Asus Live Update Driver
Hackers compromised Asus's Live Update tool to distribute malware to almost 1 million people. Here's how to see if your computer has it. ASUS Live Update is an online update driver. It can detect when there is a new version of the program available from the ASUS Website and will automatically update your BIOS, Drivers, and/or Applications. The Biostar BIOS online update utility allows you to download the latest BIOS. While Kaspersky has only been able to count the total numbers of users infected by the trojanized ASUS Live Update who were also running.
|Supported systems:||Windows XP/Vista/7/8/10, MacOS 10/X|
|Price:||Free* [*Free Registration Required]|
Asus Live Update Driver
But according to Asus, the company has updated its security to protect against future attacks. What the hackers were after also remains unknown.
ShadowHammer: Malicious updates for ASUS laptops
Interestingly, the mysterious culprits managed to somehow learn their victims' MAC addresses, which suggests they had performed recon on their targets in a previous wave of attacks. Kaspersky Asus Live Update will release a technical paper about the whole incident next month.

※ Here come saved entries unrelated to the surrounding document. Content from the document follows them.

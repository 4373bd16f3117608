use async_trait::async_trait;

use crate::node::{DynamicLayout, NodeBehavior, NodeCtx, NodeError, NodeSchema, PropertyView};
use crate::value::{Value, ValueType};

/// Substitutes `{}` placeholders in a template with argument inputs.
///
/// The `template` property drives the dynamic layout: one `argN` input per
/// placeholder, in order. Editing the template adds and removes argument
/// ports; connections to removed ports are dropped by the canvas.
#[derive(Default)]
pub struct FormatNode;

fn placeholder_count(template: &str) -> usize {
    template.matches("{}").count()
}

#[async_trait]
impl NodeBehavior for FormatNode {
    fn type_name(&self) -> &'static str {
        "format"
    }

    fn schema(&self) -> NodeSchema {
        NodeSchema::new()
            .output("text", ValueType::Str)
            .property("template", ValueType::Str, Value::Str(String::new()))
            .flow_in("run")
            .flow_out("done")
    }

    fn dynamic_layout(&self, properties: &PropertyView<'_>) -> DynamicLayout {
        let template = properties.str_or("template", "");
        let mut layout = DynamicLayout::new();
        for i in 0..placeholder_count(&template) {
            layout = layout.input(format!("arg{i}"), ValueType::Str);
        }
        layout
    }

    async fn process(&self, ctx: NodeCtx) -> Result<(), NodeError> {
        let template = ctx.property_or("template", String::new());
        let mut text = String::with_capacity(template.len());
        let mut rest = template.as_str();
        let mut index = 0;
        while let Some(pos) = rest.find("{}") {
            text.push_str(&rest[..pos]);
            text.push_str(&ctx.input_or(&format!("arg{index}"), String::new()));
            rest = &rest[pos + 2..];
            index += 1;
        }
        text.push_str(rest);
        ctx.set_output("text", text)?;
        ctx.activate("done").await
    }
}

#[cfg(test)]
mod tests {
    use super::*;

    #[test]
    fn placeholder_counting() {
        assert_eq!(placeholder_count(""), 0);
        assert_eq!(placeholder_count("{} and {}"), 2);
        assert_eq!(placeholder_count("{ }"), 0);
    }
}
//! Built-in node library.
//!
//! A small set of general-purpose behaviors covering the common canvas
//! patterns: flow sources, constants, arithmetic, text formatting with
//! dynamic ports, looping, stateful accumulation, and sinks. Applications
//! register their own behaviors alongside these via
//! [`NodeRegistry::register`](crate::registry::NodeRegistry::register).

mod accumulate;
mod constant;
mod format;
mod math;
mod print;
mod sequence;
mod start;

pub use accumulate::AccumulateNode;
pub use constant::ConstantNode;
pub use format::FormatNode;
pub use math::AddNode;
pub use print::PrintNode;
pub use sequence::SequenceNode;
pub use start::StartNode;

use crate::registry::NodeRegistry;

/// Register every built-in node type.
pub fn install(registry: &mut NodeRegistry) {
    registry.register::<StartNode>();
    registry.register::<ConstantNode>();
    registry.register::<AddNode>();
    registry.register::<FormatNode>();
    registry.register::<SequenceNode>();
    registry.register::<AccumulateNode>();
    registry.register::<PrintNode>();
}
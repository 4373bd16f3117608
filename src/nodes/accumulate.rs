use async_trait::async_trait;
use parking_lot::Mutex;

use crate::node::{NodeBehavior, NodeCtx, NodeError, NodeSchema};
use crate::value::ValueType;

/// Running sum across activations.
///
/// Each `add` activation folds the `value` input into a per-node total and
/// republishes it on `total`. The registry creates one behavior per node
/// instance, so the state is per-node; it carries across runs of the same
/// canvas. This is the node-level join pattern: a node fed by several flow
/// edges runs once per activation and keeps its own state.
#[derive(Default)]
pub struct AccumulateNode {
    total: Mutex<f64>,
}

#[async_trait]
impl NodeBehavior for AccumulateNode {
    fn type_name(&self) -> &'static str {
        "accumulate"
    }

    fn schema(&self) -> NodeSchema {
        NodeSchema::new()
            .input("value", ValueType::Float)
            .output("total", ValueType::Float)
            .flow_in("add")
            .flow_out("updated")
    }

    async fn process(&self, ctx: NodeCtx) -> Result<(), NodeError> {
        let value = ctx.input_or("value", 0.0);
        let total = {
            let mut guard = self.total.lock();
            *guard += value;
            *guard
        };
        ctx.set_output("total", total)?;
        ctx.activate("updated").await
    }
}
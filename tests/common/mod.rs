#![allow(dead_code)]

pub mod nodes;

use std::sync::Arc;

use flowcanvas::canvas::Canvas;
use flowcanvas::event_bus::{EventBus, MemorySink};
use flowcanvas::registry::NodeRegistry;
use flowcanvas::types::NodeId;
use flowcanvas::value::Value;

/// Registry with every built-in plus the test-only behaviors.
pub fn test_registry() -> NodeRegistry {
    let mut registry = NodeRegistry::with_builtins();
    nodes::install(&mut registry);
    registry
}

pub fn canvas() -> Canvas {
    Canvas::new(Arc::new(test_registry()))
}

/// Canvas wired to a memory sink; call `canvas.event_bus().pump()` then
/// `sink.snapshot()` to observe events.
pub fn observed_canvas() -> (Canvas, MemorySink) {
    let sink = MemorySink::new();
    let bus = EventBus::with_sink(sink.clone());
    (Canvas::with_event_bus(Arc::new(test_registry()), bus), sink)
}

/// Last published value on a node output, `None` until something published.
pub fn published(canvas: &Canvas, node: NodeId, port: &str) -> Option<Value> {
    canvas
        .node(node)
        .and_then(|n| n.output(port))
        .and_then(|p| p.published())
        .filter(|v| !v.is_null())
}
use async_trait::async_trait;

use crate::node::{NodeBehavior, NodeCtx, NodeError, NodeSchema};
use crate::value::{Value, ValueType};

/// Counts from `from` to `to` inclusive, firing `body` once per value with
/// the current number on the `current` output, then `done`.
///
/// Both bounds are connectable properties, so a graph can drive them from
/// upstream outputs instead of stored configuration. An empty range
/// (`from > to`) fires `done` immediately.
#[derive(Default)]
pub struct SequenceNode;

#[async_trait]
impl NodeBehavior for SequenceNode {
    fn type_name(&self) -> &'static str {
        "sequence"
    }

    fn schema(&self) -> NodeSchema {
        NodeSchema::new()
            .output("current", ValueType::Int)
            .connectable_property("from", ValueType::Int, Value::Int(1))
            .connectable_property("to", ValueType::Int, Value::Int(5))
            .flow_in("run")
            .flow_out("body")
            .flow_out("done")
    }

    async fn process(&self, ctx: NodeCtx) -> Result<(), NodeError> {
        let from = ctx.property_or("from", 1i64);
        let to = ctx.property_or("to", 5i64);
        for current in from..=to {
            ctx.check_cancelled()?;
            ctx.set_output("current", current)?;
            ctx.activate("body").await?;
        }
        ctx.activate("done").await
    }
}
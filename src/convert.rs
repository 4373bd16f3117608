//! Value conversion engine.
//!
//! Every data edge on a canvas funnels through [`ConversionEngine::convert`].
//! Conversion never errors: it either produces a value of the target type or
//! returns `None`, and callers fall back to their defaults. Strategy order is
//! fixed:
//!
//! 1. identity (equal types, or target `Any`)
//! 2. registered custom converter for the exact type pair
//! 3. primitive coercion (numeric widening/narrowing, bool/int, parse/print)
//! 4. collection bridging (element-wise list/set conversion)
//! 5. scalar wrap (scalar into one-element collection)
//! 6. string round-trip (print source, parse into target)
//!
//! A strategy that fails at the value level (e.g. a string that does not
//! parse) falls through to the next applicable one. The applicable strategy
//! list per `(source, target)` pair is cached, so repeated conversions on a
//! hot edge skip the decision logic.

use parking_lot::RwLock;
use rustc_hash::FxHashMap;
use std::sync::Arc;

use crate::value::{Value, ValueType};

/// A caller-registered conversion function for one exact type pair.
pub type CustomConverter = Arc<dyn Fn(&Value) -> Option<Value> + Send + Sync>;

/// One step in a resolved conversion plan.
#[derive(Debug, Clone, Copy, PartialEq, Eq)]
enum Strategy {
    Identity,
    Custom,
    Primitive,
    Collection,
    WrapScalar,
    StringRoundTrip,
}

/// Cached, shareable conversion engine.
///
/// Cheap to clone behind an [`Arc`]; a canvas owns one and hands it to every
/// execution. Registered converters take priority over built-in coercion for
/// their exact pair.
pub struct ConversionEngine {
    plans: RwLock<FxHashMap<(ValueType, ValueType), Vec<Strategy>>>,
    converters: RwLock<FxHashMap<(ValueType, ValueType), CustomConverter>>,
}

impl Default for ConversionEngine {
    fn default() -> Self {
        Self::new()
    }
}

impl ConversionEngine {
    pub fn new() -> Self {
        Self {
            plans: RwLock::new(FxHashMap::default()),
            converters: RwLock::new(FxHashMap::default()),
        }
    }

    /// Register a converter for an exact `(source, target)` pair.
    ///
    /// Invalidates any cached plan for that pair. Registration is expected
    /// to happen during canvas setup, before executions run.
    pub fn register_converter(
        &self,
        source: ValueType,
        target: ValueType,
        converter: CustomConverter,
    ) {
        self.plans.write().remove(&(source.clone(), target.clone()));
        self.converters.write().insert((source, target), converter);
    }

    /// Whether a converter is registered for the exact pair. Connection
    /// validation consults this so registered pairs connect even when the
    /// built-in strategies would not bridge them.
    pub fn has_converter(&self, source: &ValueType, target: &ValueType) -> bool {
        self.converters
            .read()
            .contains_key(&(source.clone(), target.clone()))
    }

    /// Convert `value` into `target`. `None` means "not convertible"; a
    /// `Null` input is never convertible.
    pub fn convert(&self, value: &Value, target: &ValueType) -> Option<Value> {
        if value.is_null() {
            return None;
        }
        let source = value.type_of();
        let plan = self.plan_for(&source, target);
        for strategy in plan.iter() {
            if let Some(out) = self.apply(*strategy, value, &source, target) {
                return Some(out);
            }
        }
        None
    }

    /// Convert and extract in one step, substituting `default` when the
    /// value is absent or not convertible.
    pub fn convert_or<T>(&self, value: &Value, default: T) -> T
    where
        T: crate::value::FromValue,
    {
        self.convert(value, &T::value_type())
            .and_then(|v| T::from_value(&v))
            .unwrap_or(default)
    }

    fn plan_for(&self, source: &ValueType, target: &ValueType) -> Vec<Strategy> {
        let key = (source.clone(), target.clone());
        if let Some(plan) = self.plans.read().get(&key) {
            return plan.clone();
        }
        let plan = self.resolve(source, target);
        self.plans.write().insert(key, plan.clone());
        plan
    }

    fn resolve(&self, source: &ValueType, target: &ValueType) -> Vec<Strategy> {
        let mut plan = Vec::new();
        if matches!(target, ValueType::Any) {
            plan.push(Strategy::Identity);
            return plan;
        }
        if source == target {
            plan.push(Strategy::Identity);
            // A collection reports the type of its first element, so a
            // mixed-element collection can land here with stragglers that
            // still need element-wise conversion.
            if target.is_collection() {
                plan.push(Strategy::Collection);
            }
            return plan;
        }
        if self
            .converters
            .read()
            .contains_key(&(source.clone(), target.clone()))
        {
            plan.push(Strategy::Custom);
        }
        if !source.is_collection() && !target.is_collection() {
            plan.push(Strategy::Primitive);
        }
        if source.is_collection() && target.is_collection() {
            plan.push(Strategy::Collection);
        }
        if target.is_collection() && !source.is_collection() {
            plan.push(Strategy::WrapScalar);
        }
        if !target.is_collection() && !matches!(target, ValueType::Flow) {
            plan.push(Strategy::StringRoundTrip);
        }
        plan
    }

    fn apply(
        &self,
        strategy: Strategy,
        value: &Value,
        source: &ValueType,
        target: &ValueType,
    ) -> Option<Value> {
        match strategy {
            Strategy::Identity => (matches!(target, ValueType::Any)
                || matches_exactly(value, target))
            .then(|| value.clone()),
            Strategy::Custom => {
                let converter = self
                    .converters
                    .read()
                    .get(&(source.clone(), target.clone()))
                    .cloned()?;
                converter(value)
            }
            Strategy::Primitive => primitive_convert(value, target),
            Strategy::Collection => self.collection_convert(value, target),
            Strategy::WrapScalar => {
                let elem_type = target.element_type()?;
                let elem = self.convert(value, elem_type)?;
                Some(match target {
                    ValueType::Set(_) => Value::set([elem]),
                    _ => Value::List(vec![elem]),
                })
            }
            Strategy::StringRoundTrip => {
                let text = primitive_convert(value, &ValueType::Str)?;
                primitive_convert(&text, target)
            }
        }
    }

    /// Element-wise conversion between list/set shapes. Any element failing
    /// to convert fails the whole collection.
    fn collection_convert(&self, value: &Value, target: &ValueType) -> Option<Value> {
        let items = value.items()?;
        let elem_type = target.element_type()?;
        let mut out = Vec::with_capacity(items.len());
        for item in items {
            if matches!(elem_type, ValueType::Any) || matches_exactly(item, elem_type) {
                out.push(item.clone());
            } else {
                out.push(self.convert(item, elem_type)?);
            }
        }
        Some(match target {
            ValueType::Set(_) => Value::set(out),
            _ => Value::List(out),
        })
    }
}

/// Whether `value` already is a `target`, element-wise for collections.
///
/// A collection value reports the type of its first element, so identity
/// must verify every element before passing the value through untouched.
/// Output and property writes use the same check before skipping coercion.
pub(crate) fn matches_exactly(value: &Value, target: &ValueType) -> bool {
    match target.element_type() {
        None => value.type_of() == *target,
        Some(elem) => match value.items() {
            Some(items) => {
                matches!(elem, ValueType::Any)
                    || items.iter().all(|item| matches_exactly(item, elem))
            }
            None => false,
        },
    }
}

/// Scalar-to-scalar coercion table.
///
/// Empty strings parse as zero for the numeric targets only; everything
/// else treats an empty string as a failed parse.
fn primitive_convert(value: &Value, target: &ValueType) -> Option<Value> {
    match target {
        ValueType::Bool => match value {
            Value::Bool(b) => Some(Value::Bool(*b)),
            Value::Int(i) => Some(Value::Bool(*i != 0)),
            Value::Float(x) => Some(Value::Bool(*x != 0.0)),
            Value::Str(s) => match s.trim().to_ascii_lowercase().as_str() {
                "true" => Some(Value::Bool(true)),
                "false" => Some(Value::Bool(false)),
                _ => None,
            },
            _ => None,
        },
        ValueType::Int => match value {
            Value::Int(i) => Some(Value::Int(*i)),
            Value::Bool(b) => Some(Value::Int(i64::from(*b))),
            Value::Float(x) if x.is_finite() => Some(Value::Int(x.trunc() as i64)),
            Value::Str(s) => {
                let s = s.trim();
                if s.is_empty() {
                    return Some(Value::Int(0));
                }
                s.parse::<i64>()
                    .ok()
                    .map(Value::Int)
                    .or_else(|| s.parse::<f64>().ok().map(|x| Value::Int(x.trunc() as i64)))
            }
            _ => None,
        },
        ValueType::Float => match value {
            Value::Float(x) => Some(Value::Float(*x)),
            Value::Int(i) => Some(Value::Float(*i as f64)),
            Value::Bool(b) => Some(Value::Float(f64::from(u8::from(*b)))),
            Value::Str(s) => {
                let s = s.trim();
                if s.is_empty() {
                    return Some(Value::Float(0.0));
                }
                s.parse::<f64>().ok().map(Value::Float)
            }
            _ => None,
        },
        ValueType::Str => match value {
            Value::List(_) | Value::Set(_) | Value::Null => None,
            other => Some(Value::Str(other.to_string())),
        },
        ValueType::DateTime => match value {
            Value::DateTime(dt) => Some(Value::DateTime(*dt)),
            Value::Str(s) => chrono::DateTime::parse_from_rfc3339(s.trim())
                .ok()
                .map(|dt| Value::DateTime(dt.with_timezone(&chrono::Utc))),
            _ => None,
        },
        ValueType::Duration => match value {
            Value::Duration(d) => Some(Value::Duration(*d)),
            Value::Int(i) if *i >= 0 => {
                Some(Value::Duration(std::time::Duration::from_secs(*i as u64)))
            }
            Value::Float(x) if x.is_finite() && *x >= 0.0 => {
                Some(Value::Duration(std::time::Duration::from_secs_f64(*x)))
            }
            Value::Str(s) => {
                let s = s.trim().trim_end_matches('s');
                let secs = s.parse::<f64>().ok()?;
                (secs.is_finite() && secs >= 0.0)
                    .then(|| Value::Duration(std::time::Duration::from_secs_f64(secs)))
            }
            _ => None,
        },
        ValueType::Uuid => match value {
            Value::Uuid(u) => Some(Value::Uuid(*u)),
            Value::Str(s) => uuid::Uuid::parse_str(s.trim()).ok().map(Value::Uuid),
            _ => None,
        },
        ValueType::Any | ValueType::Flow | ValueType::List(_) | ValueType::Set(_) => None,
    }
}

Kaspersky says that just MAC addresses appear to have been of interest to the criminals behind Asus Live Update hack. But the company found that over 57, users of its security software had the backdoored version of the ASUS utility installed, leading to the extrapolation that around a million people may have been affected in total.
They were even hosted on Asus servers. The target, Kaspersky said, was the supply chain, a network of companies supplying parts to a particular product.
Operation ShadowHammer APT targeted ASUS Live Update Utility
It could involve any number of manufacturing partners. Since ASUS is the 5th largest PC vendor in the world according to a Gartner count by Asus Live Update salesthis so-called ShadowHammer malware is a remarkably dangerous one.
The breach bore many similarities to previous supply chain attacks targeting CCleaner the incident linked above and the ShadowPad attack from which impacted NetSarang. Most users affected were Asus Live Update in Russia, Germany, and France.
ShadowHammer Victim Distribution by Country. Image source: After Vice Motherboard ran a story Asus Live Update Kaspersky's findings, the security firm clarified a few details in a blog postsaying that over 57, users of its antivirus software have downloaded and installed the compromised version of Live Update at some point in time.
Dubbed "Operation Shadowhammer," the culprits may not have actually been targeting millions of users, but a comparatively select few. We were able to extract more Asus Live Update unique MAC addresses from over samples used in this attack.
Operation ShadowHammer APT targeted ASUS Live Update Utility - Windows 10 Forums
Of course, there might be other samples out there with different MAC addresses in their list," Kaspersky added. Otherwise, the infiltrated updater showed no network Asus Live Update. Therefore, the infection of the utility remained undetected for so long. These were addressed by over unique backdoor modules, each with a different shell code.
The modular Asus Live Update and the additional precautions taken in executing the backdoor code show that it was very important for the actors behind this challenging attack to remain undetected. At the same time, the actors Asus Live Update some very specific approaches to hit the targets with surgical precision. An in-depth technical analysis shows that the arsenal of attackers is very developed and reflects a very high level of development of the actors.